▶ _Work to complete_: Nothing in the entries may be dropped: restate them word for word.

Data excerpts
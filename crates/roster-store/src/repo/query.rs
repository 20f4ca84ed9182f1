//! Filtered, ordered and limited queries over `students`
//!
//! A `StudentQuery` is built up with filters, an optional ordering and an
//! optional limit, then run through one of its terminal operations:
//!
//! ```
//! use roster_core::{SortDirection, StudentColumn};
//! use roster_store::{db, StudentQuery, StoreTarget};
//!
//! let conn = db::bootstrap(&StoreTarget::Memory).unwrap();
//! let top = StudentQuery::new()
//!     .order_by(StudentColumn::Grade, SortDirection::Desc)
//!     .first_name_and_birthday(&conn)
//!     .unwrap();
//! assert!(top.is_none());
//! ```

#![allow(clippy::result_large_err)]

use crate::errors::{from_rusqlite, Result};
use crate::repo::instrumented;
use crate::repo::rows::{student_from_row, student_projection};
use chrono::NaiveDateTime;
use roster_core::errors::RosterError;
use roster_core::model::{SortDirection, Student, StudentColumn};
use rusqlite::types::Value;
use rusqlite::{params_from_iter, Connection, Row};

/// A `(name, birthday)` projection; either column may be NULL
pub type NameAndBirthday = (Option<String>, Option<NaiveDateTime>);

/// Query over the `students` table
///
/// Filters combine with AND. With no filters, every row matches.
#[derive(Debug, Clone, Default, PartialEq)]
pub struct StudentQuery {
    name_contains: Option<String>,
    name_eq: Option<String>,
    grade_eq: Option<i64>,
    order: Option<(StudentColumn, SortDirection)>,
    limit: Option<u32>,
}

impl StudentQuery {
    pub fn new() -> Self {
        Self::default()
    }

    /// Match names containing `fragment` (SQL `LIKE '%fragment%'`)
    pub fn name_contains(mut self, fragment: impl Into<String>) -> Self {
        self.name_contains = Some(fragment.into());
        self
    }

    pub fn name_eq(mut self, name: impl Into<String>) -> Self {
        self.name_eq = Some(name.into());
        self
    }

    pub fn grade_eq(mut self, grade: i64) -> Self {
        self.grade_eq = Some(grade);
        self
    }

    /// Replace the ordering
    pub fn order_by(mut self, column: StudentColumn, direction: SortDirection) -> Self {
        self.order = Some((column, direction));
        self
    }

    pub fn limit(mut self, limit: u32) -> Self {
        self.limit = Some(limit);
        self
    }

    /// Every matching student
    pub fn all(&self, conn: &Connection) -> Result<Vec<Student>> {
        instrumented("student_query_all", || {
            self.fetch(conn, &student_projection(), student_from_row)
        })
    }

    /// The first matching student, if any
    pub fn first(&self, conn: &Connection) -> Result<Option<Student>> {
        instrumented("student_query_first", || {
            let students = self
                .clone()
                .limit(1)
                .fetch(conn, &student_projection(), student_from_row)?;
            Ok(students.into_iter().next())
        })
    }

    /// The `name` column of every matching student
    pub fn names(&self, conn: &Connection) -> Result<Vec<Option<String>>> {
        instrumented("student_query_names", || {
            self.fetch(conn, "name", |row| row.get(0))
        })
    }

    /// The `(name, birthday)` columns of every matching student
    pub fn names_and_birthdays(&self, conn: &Connection) -> Result<Vec<NameAndBirthday>> {
        instrumented("student_query_names_and_birthdays", || {
            self.fetch(conn, "name, birthday", name_and_birthday)
        })
    }

    /// The `(name, birthday)` columns of the first matching student, if any
    pub fn first_name_and_birthday(&self, conn: &Connection) -> Result<Option<NameAndBirthday>> {
        instrumented("student_query_first_name_and_birthday", || {
            let rows = self
                .clone()
                .limit(1)
                .fetch(conn, "name, birthday", name_and_birthday)?;
            Ok(rows.into_iter().next())
        })
    }

    /// Number of matching students; ordering and limit are ignored
    pub fn count(&self, conn: &Connection) -> Result<i64> {
        instrumented("student_query_count", || {
            let (where_sql, params) = self.where_clause();
            let sql = format!("SELECT COUNT(id) FROM students{}", where_sql);
            conn.query_row(&sql, params_from_iter(params), |row| row.get(0))
                .map_err(from_rusqlite)
        })
    }

    /// Add one to the grade of every matching student
    ///
    /// Returns the number of rows updated.
    ///
    /// # Errors
    ///
    /// Returns `InvalidQuery` if the query carries a limit.
    pub fn increment_grade(&self, conn: &Connection) -> Result<usize> {
        instrumented("student_increment_grade", || {
            self.ensure_unlimited("increment_grade")?;
            let (where_sql, params) = self.where_clause();
            let sql = format!("UPDATE students SET grade = grade + 1{}", where_sql);
            conn.execute(&sql, params_from_iter(params))
                .map_err(from_rusqlite)
        })
    }

    /// Delete every matching student
    ///
    /// Returns the number of rows removed.
    ///
    /// # Errors
    ///
    /// Returns `InvalidQuery` if the query carries a limit.
    pub fn delete(&self, conn: &Connection) -> Result<usize> {
        instrumented("student_query_delete", || {
            self.ensure_unlimited("delete")?;
            let (where_sql, params) = self.where_clause();
            let sql = format!("DELETE FROM students{}", where_sql);
            conn.execute(&sql, params_from_iter(params))
                .map_err(from_rusqlite)
        })
    }

    fn ensure_unlimited(&self, operation: &str) -> Result<()> {
        match self.limit {
            Some(limit) => Err(RosterError::InvalidQuery {
                reason: format!("{} cannot be limited (limit {})", operation, limit),
            }
            .into()),
            None => Ok(()),
        }
    }

    fn where_clause(&self) -> (String, Vec<Value>) {
        let mut conditions = Vec::new();
        let mut params = Vec::new();

        if let Some(fragment) = &self.name_contains {
            conditions.push("name LIKE '%' || ? || '%'");
            params.push(Value::Text(fragment.clone()));
        }
        if let Some(name) = &self.name_eq {
            conditions.push("name = ?");
            params.push(Value::Text(name.clone()));
        }
        if let Some(grade) = self.grade_eq {
            conditions.push("grade = ?");
            params.push(Value::Integer(grade));
        }

        if conditions.is_empty() {
            (String::new(), params)
        } else {
            (format!(" WHERE {}", conditions.join(" AND ")), params)
        }
    }

    fn select_sql(&self, projection: &str) -> (String, Vec<Value>) {
        let (where_sql, params) = self.where_clause();
        let mut sql = format!("SELECT {} FROM students{}", projection, where_sql);

        if let Some((column, direction)) = self.order {
            sql.push_str(&format!(
                " ORDER BY {} {}",
                column.as_sql(),
                direction.as_sql()
            ));
        }
        if let Some(limit) = self.limit {
            sql.push_str(&format!(" LIMIT {}", limit));
        }

        (sql, params)
    }

    fn fetch<T, F>(&self, conn: &Connection, projection: &str, map: F) -> Result<Vec<T>>
    where
        F: FnMut(&Row<'_>) -> rusqlite::Result<T>,
    {
        let (sql, params) = self.select_sql(projection);
        let mut stmt = conn.prepare(&sql).map_err(from_rusqlite)?;
        let rows = stmt
            .query_map(params_from_iter(params), map)
            .map_err(from_rusqlite)?
            .collect::<std::result::Result<Vec<_>, _>>()
            .map_err(from_rusqlite)?;
        Ok(rows)
    }
}

fn name_and_birthday(row: &Row<'_>) -> rusqlite::Result<NameAndBirthday> {
    Ok((row.get(0)?, row.get(1)?))
}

▶ _Response to the task_:
filename crates/roster-store/src/repo/query.rs
repository 20f4ca84ed9182f1
//! Filtered, ordered and limited queries over `students`
//!
//! A `StudentQuery` is built up with filters, an optional ordering and an
//! optional limit, then run through one of its terminal operations:
//!
//! ```
//! use roster_core::{SortDirection, StudentColumn};
//! use roster_store::{db, StudentQuery, StoreTarget};
//!
//! let conn = db::bootstrap(&StoreTarget::Memory).unwrap();
//! let top = StudentQuery::new()
//!     .order_by(StudentColumn::Grade, SortDirection::Desc)
//!     .first_name_and_birthday(&conn)
//!     .unwrap();
//! assert!(top.is_none());
//! ```

#![allow(clippy::result_large_err)]

use crate::errors::{from_rusqlite, Result};
use crate::repo::instrumented;
use crate::repo::rows::{student_from_row, student_projection};
use chrono::NaiveDateTime;
use roster_core::errors::RosterError;
use roster_core::model::{SortDirection, Student, StudentColumn};
use rusqlite::types::Value;
use rusqlite::{params_from_iter, Connection, Row};

/// A `(name, birthday)` projection; either column may be NULL
pub type NameAndBirthday = (Option<String>, Option<NaiveDateTime>);

/// Query over the `students` table
///
/// Filters combine with AND. With no filters, every row matches.
#[derive(Debug, Clone, Default, PartialEq)]
pub struct StudentQuery {
    name_contains: Option<String>,
    name_eq: Option<String>,
    grade_eq: Option<i64>,
    order: Option<(StudentColumn, SortDirection)>,
    limit: Option<u32>,
}

impl StudentQuery {
    pub fn new() -> Self {
        Self::default()
    }

    /// Match names containing `fragment` (SQL `LIKE '%fragment%'`)
    pub fn name_contains(mut self, fragment: impl Into<String>) -> Self {
        self.name_contains = Some(fragment.into());
        self
    }

    pub fn name_eq(mut self, name: impl Into<String>) -> Self {
        self.name_eq = Some(name.into());
        self
    }

    pub fn grade_eq(mut self, grade: i64) -> Self {
        self.grade_eq = Some(grade);
        self
    }

    /// Replace the ordering
    pub fn order_by(mut self, column: StudentColumn, direction: SortDirection) -> Self {
        self.order = Some((column, direction));
        self
    }

    pub fn limit(mut self, limit: u32) -> Self {
        self.limit = Some(limit);
        self
    }

    /// Every matching student
    pub fn all(&self, conn: &Connection) -> Result<Vec<Student>> {
        instrumented("student_query_all", || {
            self.fetch(conn, &student_projection(), student_from_row)
        })
    }

    /// The first matching student, if any
    pub fn first(&self, conn: &Connection) -> Result<Option<Student>> {
        instrumented("student_query_first", || {
            let students = self
                .clone()
                .limit(1)
                .fetch(conn, &student_projection(), student_from_row)?;
            Ok(students.into_iter().next())
        })
    }

    /// The `name` column of every matching student
    pub fn names(&self, conn: &Connection) -> Result<Vec<Option<String>>> {
        instrumented("student_query_names", || {
            self.fetch(conn, "name", |row| row.get(0))
        })
    }

    /// The `(name, birthday)` columns of every matching student
    pub fn names_and_birthdays(&self, conn: &Connection) -> Result<Vec<NameAndBirthday>> {
        instrumented("student_query_names_and_birthdays", || {
            self.fetch(conn, "name, birthday", name_and_birthday)
        })
    }

    /// The `(name, birthday)` columns of the first matching student, if any
    pub fn first_name_and_birthday(&self, conn: &Connection) -> Result<Option<NameAndBirthday>> {
        instrumented("student_query_first_name_and_birthday", || {
            let rows = self
                .clone()
                .limit(1)
                .fetch(conn, "name, birthday", name_and_birthday)?;
            Ok(rows.into_iter().next())
        })
    }

    /// Number of matching students; ordering and limit are ignored
    pub fn count(&self, conn: &Connection) -> Result<i64> {
        instrumented("student_query_count", || {
            let (where_sql, params) = self.where_clause();
            let sql = format!("SELECT COUNT(id) FROM students{}", where_sql);
            conn.query_row(&sql, params_from_iter(params), |row| row.get(0))
                .map_err(from_rusqlite)
        })
    }

    /// Add one to the grade of every matching student
    ///
    /// Returns the number of rows updated.
    ///
    /// # Errors
    ///
    /// Returns `InvalidQuery` if the query carries a limit.
    pub fn increment_grade(&self, conn: &Connection) -> Result<usize> {
        instrumented("student_increment_grade", || {
            self.ensure_unlimited("increment_grade")?;
            let (where_sql, params) = self.where_clause();
            let sql = format!("UPDATE students SET grade = grade + 1{}", where_sql);
            conn.execute(&sql, params_from_iter(params))
                .map_err(from_rusqlite)
        })
    }

    /// Delete every matching student
    ///
    /// Returns the number of rows removed.
    ///
    /// # Errors
    ///
    /// Returns `InvalidQuery` if the query carries a limit.
    pub fn delete(&self, conn: &Connection) -> Result<usize> {
        instrumented("student_query_delete", || {
            self.ensure_unlimited("delete")?;
            let (where_sql, params) = self.where_clause();
            let sql = format!("DELETE FROM students{}", where_sql);
            conn.execute(&sql, params_from_iter(params))
                .map_err(from_rusqlite)
        })
    }

    fn ensure_unlimited(&self, operation: &str) -> Result<()> {
        match self.limit {
            Some(limit) => Err(RosterError::InvalidQuery {
                reason: format!("{} cannot be limited (limit {})", operation, limit),
            }
            .into()),
            None => Ok(()),
        }
    }

    fn where_clause(&self) -> (String, Vec<Value>) {
        let mut conditions = Vec::new();
        let mut params = Vec::new();

        if let Some(fragment) = &self.name_contains {
            conditions.push("name LIKE '%' || ? || '%'");
            params.push(Value::Text(fragment.clone()));
        }
        if let Some(name) = &self.name_eq {
            conditions.push("name = ?");
            params.push(Value::Text(name.clone()));
        }
        if let Some(grade) = self.grade_eq {
            conditions.push("grade = ?");
            params.push(Value::Integer(grade));
        }

        if conditions.is_empty() {
            (String::new(), params)
        } else {
            (format!(" WHERE {}", conditions.join(" AND ")), params)
        }
    }

    fn select_sql(&self, projection: &str) -> (String, Vec<Value>) {
        let (where_sql, params) = self.where_clause();
        let mut sql = format!("SELECT {} FROM students{}", projection, where_sql);

        if let Some((column, direction)) = self.order {
            sql.push_str(&format!(
                " ORDER BY {} {}",
                column.as_sql(),
                direction.as_sql()
            ));
        }
        if let Some(limit) = self.limit {
            sql.push_str(&format!(" LIMIT {}", limit));
        }

        (sql, params)
    }

    fn fetch<T, F>(&self, conn: &Connection, projection: &str, map: F) -> Result<Vec<T>>
    where
        F: FnMut(&Row<'_>) -> rusqlite::Result<T>,
    {
        let (sql, params) = self.select_sql(projection);
        let mut stmt = conn.prepare(&sql).map_err(from_rusqlite)?;
        let rows = stmt
            .query_map(params_from_iter(params), map)
            .map_err(from_rusqlite)?
            .collect::<std::result::Result<Vec<_>, _>>()
            .map_err(from_rusqlite)?;
        Ok(rows)
    }
}

fn name_and_birthday(row: &Row<'_>) -> rusqlite::Result<NameAndBirthday> {
    Ok((row.get(0)?, row.get(1)?))
}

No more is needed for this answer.